# Into the Wild West- featuring LASS and Symphobia



## dcoscina (Aug 16, 2009)

So here's my first attempt using the legato from LASS and a bit of Symphobia and GPO4 (I was on a Macbook laptop up at my cottage with a single Firewire external drive and Digi Mbox2 Micro so I had to use what I had). Oh, all of this was played by a M-Audio 02 2 octave keyboard and a lotta editing on DP6.

Basically because memory and power were a factor, I only used the full sections and did not build lines with individual groups. I used pizz violins in unison with the staccato violins using open strings for that Aaron Copland sound. I love the celli legato and I hope I was able to achieve a good expressive sound using the speed legato. 

To be honest, when I first got LASS I loved the short articulations but found it hard to get a convincing expressivo legato and wondered if I made a mistake buying it. After having some time this week to get into LASS, I would say a resounding "no" to that question. It's an awesome library and one I can see just getting better as I master its intricacies.

http://www.box.net/shared/4z6rmcspux


----------



## dcoscina (Aug 17, 2009)

Hmm, 114 views and no comments.... sigh. 

Not to be a snot but I spent a fair bit of time working on this thing last week and I would like some suggestions and feedback so I can make this better.


----------



## Craig Sharmat (Aug 17, 2009)

115 now...damn Canadians...

I like the opening theme though it appears to be void of winds which would really help to create counter lines and texture.
The piece also starts strong but seems to meander afterwards and never revisits the strongest part which is the opening segment. The trumpets at 15 secs need to be finessed as they are pretty machine gun like now. There are a few other issues but I will leave it at that for now as these stuck out.


----------



## Ashermusic (Aug 17, 2009)

Well, you asked


----------



## Hal (Aug 17, 2009)

No offense of course you are seeking opinion
uve got mine 
sustains sounds extremely synthy and composition is like you sketched and improvised in 10 minutes some idea u didnt want to loose.

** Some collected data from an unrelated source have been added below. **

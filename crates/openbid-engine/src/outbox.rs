//! Post-commit outbid notices.
//!
//! Accepting a bid and telling the previous leader about it are
//! deliberately decoupled. The pipeline queues an [`OutbidNotice`] only
//! after the auction's exclusive section has been released; a delivery
//! loop (or a test) drains the queue with [`Outbox::drain_pending`],
//! which fans each notice out to every registered [`NotificationHook`].
//! Delivery is fire-and-forget: a hook error is logged and swallowed,
//! and the committed bid stands regardless.
//!
//! The queue is bounded. On overflow the oldest notice is dropped,
//! keeping recent outbid information over complete history.

use std::collections::VecDeque;

use openbid_types::{AuctionId, Bid, BidderId, Result, constants};
use parking_lot::{Mutex, RwLock};
use serde::{Deserialize, Serialize};

/// One "you have been outbid" event, produced for every accepted bid.
#[derive(Debug, Clone, PartialEq, Eq, Serialize, Deserialize)]
pub struct OutbidNotice {
    pub auction_id: AuctionId,
    /// The bid that took the lead.
    pub new_highest_bid: Bid,
    /// Who led before this bid. `None` on an auction's first bid.
    pub previous_highest_bidder: Option<BidderId>,
}

/// A downstream consumer of outbid notices: a push service, an email
/// fan-out, a test recorder.
pub trait NotificationHook: Send + Sync {
    /// Deliver one notice. Errors are logged by the outbox and swallowed;
    /// delivery never affects the committed bid.
    fn outbid(&self, notice: &OutbidNotice) -> Result<()>;
}

/// Bounded queue of pending notices plus the hooks that consume them.
pub struct Outbox {
    pending: Mutex<VecDeque<OutbidNotice>>,
    hooks: RwLock<Vec<Box<dyn NotificationHook>>>,
    max_pending: usize,
}

impl Outbox {
    /// An outbox with the default queue bound.
    #[must_use]
    pub fn new() -> Self {
        Self::with_capacity(constants::MAX_PENDING_NOTICES)
    }

    /// An outbox holding at most `max_pending` undelivered notices.
    #[must_use]
    pub fn with_capacity(max_pending: usize) -> Self {
        Self {
            pending: Mutex::new(VecDeque::new()),
            hooks: RwLock::new(Vec::new()),
            max_pending,
        }
    }

    pub fn register_hook(&self, hook: Box<dyn NotificationHook>) {
        self.hooks.write().push(hook);
    }

    /// Queue a notice for later delivery. Never blocks on delivery work.
    pub fn publish(&self, notice: OutbidNotice) {
        let mut pending = self.pending.lock();
        if pending.len() >= self.max_pending {
            if let Some(dropped) = pending.pop_front() {
                tracing::warn!(
                    auction = %dropped.auction_id,
                    bid = %dropped.new_highest_bid.id,
                    "Outbox full, dropping oldest notice"
                );
            }
        }
        pending.push_back(notice);
    }

    /// Take every queued notice, fan each out to all hooks, and return
    /// the batch. Hook failures are logged and do not stop the drain.
    pub fn drain_pending(&self) -> Vec<OutbidNotice> {
        let drained: Vec<OutbidNotice> = {
            let mut pending = self.pending.lock();
            pending.drain(..).collect()
        };
        if drained.is_empty() {
            return drained;
        }
        let hooks = self.hooks.read();
        for notice in &drained {
            for hook in hooks.iter() {
                if let Err(err) = hook.outbid(notice) {
                    tracing::warn!(
                        auction = %notice.auction_id,
                        error = %err,
                        "Notification hook failed"
                    );
                }
            }
        }
        drained
    }

    #[must_use]
    pub fn pending_count(&self) -> usize {
        self.pending.lock().len()
    }
}

impl Default for Outbox {
    fn default() -> Self {
        Self::new()
    }
}
//! Offline audit of a ledger history against its auction's rules.
//!
//! The `history_root` is a deterministic hash over an auction's ordered
//! bid history: the same history always produces the same root, so two
//! replicas (or a replica and the backing store) can compare histories
//! without shipping full payloads. `verify_history` re-checks the full
//! invariant set the engine enforced online, for audit jobs and
//! post-incident forensics.

use chrono::{DateTime, Utc};
use openbid_types::{Auction, Bid, BidError, BidId, Result, constants};
use rust_decimal::Decimal;
use sha2::{Digest, Sha256};

/// Compute the root hash over an auction's ordered bid history.
///
/// The hash covers each bid's identity, bidder, amount, and sequence,
/// in order. Commit timestamps are deliberately excluded: two stores
/// holding the same accepted bids agree on the root even if their clock
/// precision differs.
#[must_use]
pub fn history_root(auction: &Auction, bids: &[Bid]) -> [u8; 32] {
    let mut hasher = Sha256::new();
    hasher.update(b"openbid:history_root:v1:");
    hasher.update(auction.auction_id.0.as_bytes());
    hasher.update((bids.len() as u64).to_le_bytes());

    for bid in bids {
        hasher.update(bid.id.0.as_bytes());
        hasher.update(bid.bidder_id.0.as_bytes());
        hasher.update(bid.amount.to_string().as_bytes());
        hasher.update(bid.sequence.to_le_bytes());
    }

    let result = hasher.finalize();
    let mut root = [0u8; 32];
    root.copy_from_slice(&result);
    root
}

/// Hex rendering of [`history_root`], for logs and operator tooling.
#[must_use]
pub fn history_root_hex(auction: &Auction, bids: &[Bid]) -> String {
    hex::encode(history_root(auction, bids))
}

/// Verify that a history matches an expected root.
#[must_use]
pub fn verify_history_root(auction: &Auction, bids: &[Bid], expected_root: &[u8; 32]) -> bool {
    history_root(auction, bids) == *expected_root
}

/// Re-check every ledger invariant for one auction's history.
///
/// Checks, in order, per entry: auction binding, contiguous sequence,
/// slot-derived bid id, amount inside the engine's positive range, the
/// starting-price/increment chain, and commit time inside the bidding
/// window and never behind its predecessor. Finally the auction's
/// `current_highest` pointer must reference the last entry (or be empty
/// for an empty history).
///
/// # Errors
/// Returns [`BidError::LedgerInvariantViolation`] naming the first
/// violated invariant.
pub fn verify_history(auction: &Auction, bids: &[Bid]) -> Result<()> {
    let mut previous_amount: Option<Decimal> = None;
    let mut previous_placed_at: Option<DateTime<Utc>> = None;

    for (index, bid) in bids.iter().enumerate() {
        let expected_sequence = index as u64 + constants::FIRST_SEQUENCE;

        if bid.auction_id != auction.auction_id {
            return Err(violation(format!(
                "bid {} belongs to auction {}, not {}",
                bid.id, bid.auction_id, auction.auction_id
            )));
        }
        if bid.sequence != expected_sequence {
            return Err(violation(format!(
                "sequence gap: expected {expected_sequence}, found {} at position {index}",
                bid.sequence
            )));
        }
        if bid.id != BidId::deterministic(auction.auction_id, bid.sequence) {
            return Err(violation(format!(
                "bid id {} does not match its slot (sequence {})",
                bid.id, bid.sequence
            )));
        }
        if bid.amount <= Decimal::ZERO {
            return Err(violation(format!(
                "non-positive amount {} at sequence {}",
                bid.amount, bid.sequence
            )));
        }
        // Checked before the minimum computation: an amount past the
        // engine bound would overflow `minimum_bid` for the next entry.
        if bid.amount > Decimal::from(constants::MAX_BID_AMOUNT) {
            return Err(violation(format!(
                "amount {} at sequence {} exceeds maximum {}",
                bid.amount,
                bid.sequence,
                constants::MAX_BID_AMOUNT
            )));
        }
        let minimum = auction.minimum_bid(previous_amount);
        if bid.amount < minimum {
            return Err(violation(format!(
                "amount {} at sequence {} below required minimum {minimum}",
                bid.amount, bid.sequence
            )));
        }
        if !auction.window.is_open(bid.placed_at) {
            return Err(violation(format!(
                "commit time {} at sequence {} outside window {}",
                bid.placed_at, bid.sequence, auction.window
            )));
        }
        if let Some(earlier) = previous_placed_at {
            if bid.placed_at < earlier {
                return Err(violation(format!(
                    "commit time {} at sequence {} regresses behind {earlier}",
                    bid.placed_at, bid.sequence
                )));
            }
        }
        previous_amount = Some(bid.amount);
        previous_placed_at = Some(bid.placed_at);
    }

    let expected_pointer = bids.last().map(|bid| bid.id);
    if auction.current_highest != expected_pointer {
        return Err(violation(format!(
            "current_highest is {:?}, history ends at {:?}",
            auction.current_highest, expected_pointer
        )));
    }
    Ok(())
}

fn violation(reason: String) -> BidError {
    BidError::LedgerInvariantViolation { reason }
}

i understand you are using a laptop.

try using some percussion with this hits in a creative way cause they sound very repetitive
and the sustains need more tweaks and may be a different melody and harmony if you want.


----------



## dcoscina (Aug 17, 2009)

Craig Sharmat @ Mon Aug 17 said:


> 115 now...damn Canadians...



Hey I was born in Chicago! I'm a Yank, displaced as the case is. 



> I like the opening theme though it appears to be void of winds which would really help to create counter lines and texture.
> The piece also starts strong but seems to meander afterwards and never revisits the strongest part which is the opening segment. The trumpets at 15 secs need to be finessed as they are pretty machine gun like now. There are a few other issues but I will leave it at that for now as these stuck out.



Thanks Craig. 

Yeah, I think I will port this over to my bigger rig with more libraries and more power to double things. 

The trumpet was from Symphobia which I will probably transfer to VSL Fanfare Trumpets as they have nicer legatos.

Andrew K also recommended (on the LASS forum) that I dial down the CC1 as it's pretty high up there.

I have also bought ArtsAcoustic Reverb as opposed to the AU Logic plug-in 'verb which sounds very metallic and not as smooth. 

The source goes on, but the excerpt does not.